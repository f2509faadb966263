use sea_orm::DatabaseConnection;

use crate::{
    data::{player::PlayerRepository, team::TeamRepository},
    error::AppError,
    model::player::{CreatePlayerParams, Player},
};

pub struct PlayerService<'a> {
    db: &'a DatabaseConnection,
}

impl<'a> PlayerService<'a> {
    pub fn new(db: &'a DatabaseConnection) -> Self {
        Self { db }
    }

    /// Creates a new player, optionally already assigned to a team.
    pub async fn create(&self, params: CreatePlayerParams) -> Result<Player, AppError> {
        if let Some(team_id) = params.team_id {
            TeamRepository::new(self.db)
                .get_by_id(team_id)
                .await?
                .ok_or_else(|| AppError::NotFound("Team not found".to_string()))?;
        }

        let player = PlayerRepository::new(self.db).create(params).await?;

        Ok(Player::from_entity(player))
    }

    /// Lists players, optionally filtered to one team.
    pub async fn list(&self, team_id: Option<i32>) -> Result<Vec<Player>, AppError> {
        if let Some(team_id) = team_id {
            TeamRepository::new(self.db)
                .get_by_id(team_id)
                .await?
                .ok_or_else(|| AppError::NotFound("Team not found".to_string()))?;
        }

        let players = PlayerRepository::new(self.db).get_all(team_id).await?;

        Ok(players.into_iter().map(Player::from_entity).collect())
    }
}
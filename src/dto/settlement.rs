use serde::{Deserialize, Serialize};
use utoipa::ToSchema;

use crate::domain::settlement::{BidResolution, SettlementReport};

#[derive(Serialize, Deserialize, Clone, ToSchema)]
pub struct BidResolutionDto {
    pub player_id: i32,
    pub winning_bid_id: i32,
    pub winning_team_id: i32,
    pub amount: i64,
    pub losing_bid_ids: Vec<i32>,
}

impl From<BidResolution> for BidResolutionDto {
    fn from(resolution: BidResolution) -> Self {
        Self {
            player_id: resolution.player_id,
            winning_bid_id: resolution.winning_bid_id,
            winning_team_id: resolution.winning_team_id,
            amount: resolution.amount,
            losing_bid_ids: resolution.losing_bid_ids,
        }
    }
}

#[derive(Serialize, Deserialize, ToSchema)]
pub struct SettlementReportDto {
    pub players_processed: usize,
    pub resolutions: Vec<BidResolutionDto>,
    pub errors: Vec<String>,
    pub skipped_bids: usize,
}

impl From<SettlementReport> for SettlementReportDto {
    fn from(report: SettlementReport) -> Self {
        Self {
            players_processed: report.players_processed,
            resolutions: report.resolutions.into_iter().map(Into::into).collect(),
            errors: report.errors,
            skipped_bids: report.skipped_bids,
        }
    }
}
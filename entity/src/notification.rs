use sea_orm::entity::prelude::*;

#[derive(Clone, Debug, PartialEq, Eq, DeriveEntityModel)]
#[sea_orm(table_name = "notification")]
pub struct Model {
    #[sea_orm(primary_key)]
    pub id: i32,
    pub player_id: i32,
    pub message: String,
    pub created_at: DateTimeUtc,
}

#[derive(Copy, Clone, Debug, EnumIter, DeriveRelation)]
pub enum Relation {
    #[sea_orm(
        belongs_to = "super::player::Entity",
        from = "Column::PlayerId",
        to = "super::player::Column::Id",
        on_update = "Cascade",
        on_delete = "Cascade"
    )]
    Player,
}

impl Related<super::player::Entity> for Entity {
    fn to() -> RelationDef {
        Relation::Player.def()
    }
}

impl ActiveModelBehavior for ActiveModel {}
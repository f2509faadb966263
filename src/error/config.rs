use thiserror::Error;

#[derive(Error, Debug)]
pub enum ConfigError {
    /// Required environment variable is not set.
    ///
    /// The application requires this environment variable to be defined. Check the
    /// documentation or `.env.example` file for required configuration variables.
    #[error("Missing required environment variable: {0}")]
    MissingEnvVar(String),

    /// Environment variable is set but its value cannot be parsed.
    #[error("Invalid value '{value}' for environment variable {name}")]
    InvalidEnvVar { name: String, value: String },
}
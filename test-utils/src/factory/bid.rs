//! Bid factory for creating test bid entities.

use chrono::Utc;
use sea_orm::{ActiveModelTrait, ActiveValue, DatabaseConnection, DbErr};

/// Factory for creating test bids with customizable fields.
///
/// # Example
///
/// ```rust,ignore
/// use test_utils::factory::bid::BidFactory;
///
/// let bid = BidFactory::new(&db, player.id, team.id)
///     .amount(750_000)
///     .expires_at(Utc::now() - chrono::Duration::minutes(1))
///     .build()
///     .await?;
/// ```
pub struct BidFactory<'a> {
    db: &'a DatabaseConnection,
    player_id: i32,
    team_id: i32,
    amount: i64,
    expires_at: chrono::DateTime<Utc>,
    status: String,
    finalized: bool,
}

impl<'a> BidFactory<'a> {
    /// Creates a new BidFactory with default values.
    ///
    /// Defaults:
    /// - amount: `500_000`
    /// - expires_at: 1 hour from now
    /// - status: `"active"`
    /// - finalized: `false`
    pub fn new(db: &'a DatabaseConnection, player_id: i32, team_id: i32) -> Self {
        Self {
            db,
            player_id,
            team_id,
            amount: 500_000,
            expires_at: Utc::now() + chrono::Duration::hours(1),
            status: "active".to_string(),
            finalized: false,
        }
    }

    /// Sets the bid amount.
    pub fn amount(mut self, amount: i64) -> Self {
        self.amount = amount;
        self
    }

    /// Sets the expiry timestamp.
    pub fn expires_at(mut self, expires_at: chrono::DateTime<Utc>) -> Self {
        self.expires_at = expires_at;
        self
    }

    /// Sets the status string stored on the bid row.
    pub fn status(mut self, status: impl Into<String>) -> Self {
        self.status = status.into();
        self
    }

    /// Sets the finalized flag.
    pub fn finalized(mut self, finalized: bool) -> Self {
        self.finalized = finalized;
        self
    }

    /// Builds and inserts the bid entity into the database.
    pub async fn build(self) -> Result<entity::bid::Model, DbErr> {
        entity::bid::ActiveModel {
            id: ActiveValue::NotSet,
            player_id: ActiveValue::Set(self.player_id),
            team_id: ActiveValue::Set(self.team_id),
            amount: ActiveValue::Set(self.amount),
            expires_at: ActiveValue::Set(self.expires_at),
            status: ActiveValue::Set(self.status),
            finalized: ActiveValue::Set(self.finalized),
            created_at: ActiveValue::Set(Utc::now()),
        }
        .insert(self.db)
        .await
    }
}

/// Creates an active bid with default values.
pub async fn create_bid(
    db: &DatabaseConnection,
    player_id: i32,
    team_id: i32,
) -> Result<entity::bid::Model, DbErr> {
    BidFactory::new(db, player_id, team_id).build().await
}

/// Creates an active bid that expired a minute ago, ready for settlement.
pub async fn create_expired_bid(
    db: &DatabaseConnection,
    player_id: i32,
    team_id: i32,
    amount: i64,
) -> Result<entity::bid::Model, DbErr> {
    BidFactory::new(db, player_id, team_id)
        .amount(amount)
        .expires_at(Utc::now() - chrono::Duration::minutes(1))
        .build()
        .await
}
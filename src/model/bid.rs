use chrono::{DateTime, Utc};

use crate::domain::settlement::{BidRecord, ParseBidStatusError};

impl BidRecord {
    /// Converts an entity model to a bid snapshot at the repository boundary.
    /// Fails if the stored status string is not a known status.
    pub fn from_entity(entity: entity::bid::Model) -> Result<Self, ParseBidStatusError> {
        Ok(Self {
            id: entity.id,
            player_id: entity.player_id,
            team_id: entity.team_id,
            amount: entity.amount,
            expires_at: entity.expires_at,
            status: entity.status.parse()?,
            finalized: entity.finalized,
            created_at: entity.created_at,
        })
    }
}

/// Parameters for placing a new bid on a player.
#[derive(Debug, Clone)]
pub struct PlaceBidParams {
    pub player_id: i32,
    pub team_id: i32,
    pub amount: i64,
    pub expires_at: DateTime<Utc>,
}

---

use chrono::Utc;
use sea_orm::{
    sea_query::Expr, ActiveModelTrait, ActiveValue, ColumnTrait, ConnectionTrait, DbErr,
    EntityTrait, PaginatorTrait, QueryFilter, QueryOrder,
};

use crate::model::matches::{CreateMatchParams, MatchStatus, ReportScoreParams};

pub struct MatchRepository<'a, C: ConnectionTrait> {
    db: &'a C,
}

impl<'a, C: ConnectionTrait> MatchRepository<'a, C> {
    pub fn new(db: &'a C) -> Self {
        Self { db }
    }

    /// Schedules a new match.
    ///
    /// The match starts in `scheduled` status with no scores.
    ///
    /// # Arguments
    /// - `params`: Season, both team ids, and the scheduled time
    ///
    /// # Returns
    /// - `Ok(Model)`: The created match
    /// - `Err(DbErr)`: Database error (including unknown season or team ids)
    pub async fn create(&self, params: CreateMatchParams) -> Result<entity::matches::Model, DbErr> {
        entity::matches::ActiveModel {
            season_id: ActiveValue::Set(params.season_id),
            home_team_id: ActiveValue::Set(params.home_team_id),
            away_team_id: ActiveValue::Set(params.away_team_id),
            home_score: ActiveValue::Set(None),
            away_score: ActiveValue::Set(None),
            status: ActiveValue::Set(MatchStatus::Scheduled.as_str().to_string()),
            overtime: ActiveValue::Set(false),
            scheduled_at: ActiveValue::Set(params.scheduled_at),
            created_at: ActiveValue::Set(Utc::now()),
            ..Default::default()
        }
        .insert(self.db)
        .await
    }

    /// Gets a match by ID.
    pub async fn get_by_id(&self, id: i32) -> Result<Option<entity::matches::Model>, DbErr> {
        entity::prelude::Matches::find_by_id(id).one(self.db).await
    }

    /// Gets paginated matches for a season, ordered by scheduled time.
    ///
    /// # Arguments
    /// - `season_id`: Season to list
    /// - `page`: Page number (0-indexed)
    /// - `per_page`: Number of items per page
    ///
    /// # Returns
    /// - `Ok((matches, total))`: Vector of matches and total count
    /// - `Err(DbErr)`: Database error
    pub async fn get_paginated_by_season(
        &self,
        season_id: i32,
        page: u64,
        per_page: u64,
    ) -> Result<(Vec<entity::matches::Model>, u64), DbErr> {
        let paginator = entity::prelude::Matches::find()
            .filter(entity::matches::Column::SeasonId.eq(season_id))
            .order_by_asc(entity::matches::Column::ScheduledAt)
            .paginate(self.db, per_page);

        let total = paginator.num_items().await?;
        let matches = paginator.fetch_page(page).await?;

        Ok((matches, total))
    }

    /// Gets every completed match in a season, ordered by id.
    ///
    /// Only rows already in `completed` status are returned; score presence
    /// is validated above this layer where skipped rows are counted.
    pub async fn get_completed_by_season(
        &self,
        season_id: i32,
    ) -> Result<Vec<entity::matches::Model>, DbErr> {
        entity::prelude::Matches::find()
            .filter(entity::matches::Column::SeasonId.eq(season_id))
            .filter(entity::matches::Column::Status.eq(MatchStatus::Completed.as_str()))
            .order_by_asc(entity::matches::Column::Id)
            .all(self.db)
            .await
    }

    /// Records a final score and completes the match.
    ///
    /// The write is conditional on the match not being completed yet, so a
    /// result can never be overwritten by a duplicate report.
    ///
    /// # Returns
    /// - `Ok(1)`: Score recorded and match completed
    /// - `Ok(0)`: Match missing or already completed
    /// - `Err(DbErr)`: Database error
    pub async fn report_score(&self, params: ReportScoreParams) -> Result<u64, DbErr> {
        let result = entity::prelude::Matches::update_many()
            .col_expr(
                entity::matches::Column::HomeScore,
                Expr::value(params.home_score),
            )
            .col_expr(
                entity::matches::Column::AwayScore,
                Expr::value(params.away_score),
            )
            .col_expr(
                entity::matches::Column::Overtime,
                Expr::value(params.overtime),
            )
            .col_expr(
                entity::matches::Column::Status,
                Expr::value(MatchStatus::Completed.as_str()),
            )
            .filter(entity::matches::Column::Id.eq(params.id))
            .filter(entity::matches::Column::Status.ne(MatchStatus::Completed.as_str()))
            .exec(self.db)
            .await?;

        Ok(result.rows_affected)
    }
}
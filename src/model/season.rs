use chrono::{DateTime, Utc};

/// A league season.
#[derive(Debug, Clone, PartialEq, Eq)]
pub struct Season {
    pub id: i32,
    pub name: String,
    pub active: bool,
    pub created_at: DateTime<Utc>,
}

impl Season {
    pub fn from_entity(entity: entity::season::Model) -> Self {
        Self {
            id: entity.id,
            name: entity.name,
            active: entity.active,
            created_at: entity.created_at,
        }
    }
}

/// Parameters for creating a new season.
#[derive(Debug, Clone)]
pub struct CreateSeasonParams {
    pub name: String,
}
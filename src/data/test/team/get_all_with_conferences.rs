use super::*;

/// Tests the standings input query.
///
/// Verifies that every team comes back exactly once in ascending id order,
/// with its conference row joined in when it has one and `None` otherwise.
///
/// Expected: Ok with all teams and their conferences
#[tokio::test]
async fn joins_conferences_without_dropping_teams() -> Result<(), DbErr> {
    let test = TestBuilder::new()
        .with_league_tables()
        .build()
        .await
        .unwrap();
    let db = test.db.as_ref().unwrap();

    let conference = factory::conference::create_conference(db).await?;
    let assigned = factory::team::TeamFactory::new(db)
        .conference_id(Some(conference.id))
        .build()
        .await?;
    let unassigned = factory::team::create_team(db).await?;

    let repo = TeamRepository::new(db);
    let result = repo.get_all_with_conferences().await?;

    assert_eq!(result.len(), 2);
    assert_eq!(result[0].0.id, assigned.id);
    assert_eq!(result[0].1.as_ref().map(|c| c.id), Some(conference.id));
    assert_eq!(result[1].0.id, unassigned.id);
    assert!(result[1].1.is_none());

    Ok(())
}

...

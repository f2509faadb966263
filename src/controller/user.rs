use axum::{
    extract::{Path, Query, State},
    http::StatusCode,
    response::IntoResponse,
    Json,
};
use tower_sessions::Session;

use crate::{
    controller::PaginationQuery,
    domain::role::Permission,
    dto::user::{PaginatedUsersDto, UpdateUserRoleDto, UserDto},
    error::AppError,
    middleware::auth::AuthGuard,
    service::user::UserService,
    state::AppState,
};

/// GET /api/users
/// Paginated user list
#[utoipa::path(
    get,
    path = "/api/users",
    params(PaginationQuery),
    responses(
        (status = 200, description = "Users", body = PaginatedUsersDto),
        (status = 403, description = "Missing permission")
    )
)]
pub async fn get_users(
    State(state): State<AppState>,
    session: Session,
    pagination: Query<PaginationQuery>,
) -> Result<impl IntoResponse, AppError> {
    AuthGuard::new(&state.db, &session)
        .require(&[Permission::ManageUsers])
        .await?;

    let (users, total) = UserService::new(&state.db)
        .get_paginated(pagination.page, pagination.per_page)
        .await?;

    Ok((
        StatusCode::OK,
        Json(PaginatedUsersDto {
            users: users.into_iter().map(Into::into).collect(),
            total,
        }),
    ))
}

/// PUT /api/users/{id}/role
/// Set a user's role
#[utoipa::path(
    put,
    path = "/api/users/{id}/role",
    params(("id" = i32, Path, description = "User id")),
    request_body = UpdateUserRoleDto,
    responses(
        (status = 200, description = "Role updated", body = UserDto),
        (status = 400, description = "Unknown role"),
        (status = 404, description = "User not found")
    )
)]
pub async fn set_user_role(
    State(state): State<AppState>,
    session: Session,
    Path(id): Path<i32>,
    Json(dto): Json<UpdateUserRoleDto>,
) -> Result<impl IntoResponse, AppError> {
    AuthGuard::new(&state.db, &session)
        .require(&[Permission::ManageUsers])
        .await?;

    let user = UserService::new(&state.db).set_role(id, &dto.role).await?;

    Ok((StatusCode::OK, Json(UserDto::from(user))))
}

# What to produce:
Go through the material above, and wherever a line holds the word "finalized", copy it.

# Reply:
    finalized: bool,
    /// - finalized: `false`
            finalized: false,
    /// Sets the finalized flag.
    pub fn finalized(mut self, finalized: bool) -> Self {
        self.finalized = finalized;
            finalized: ActiveValue::Set(self.finalized),
            finalized: entity.finalized,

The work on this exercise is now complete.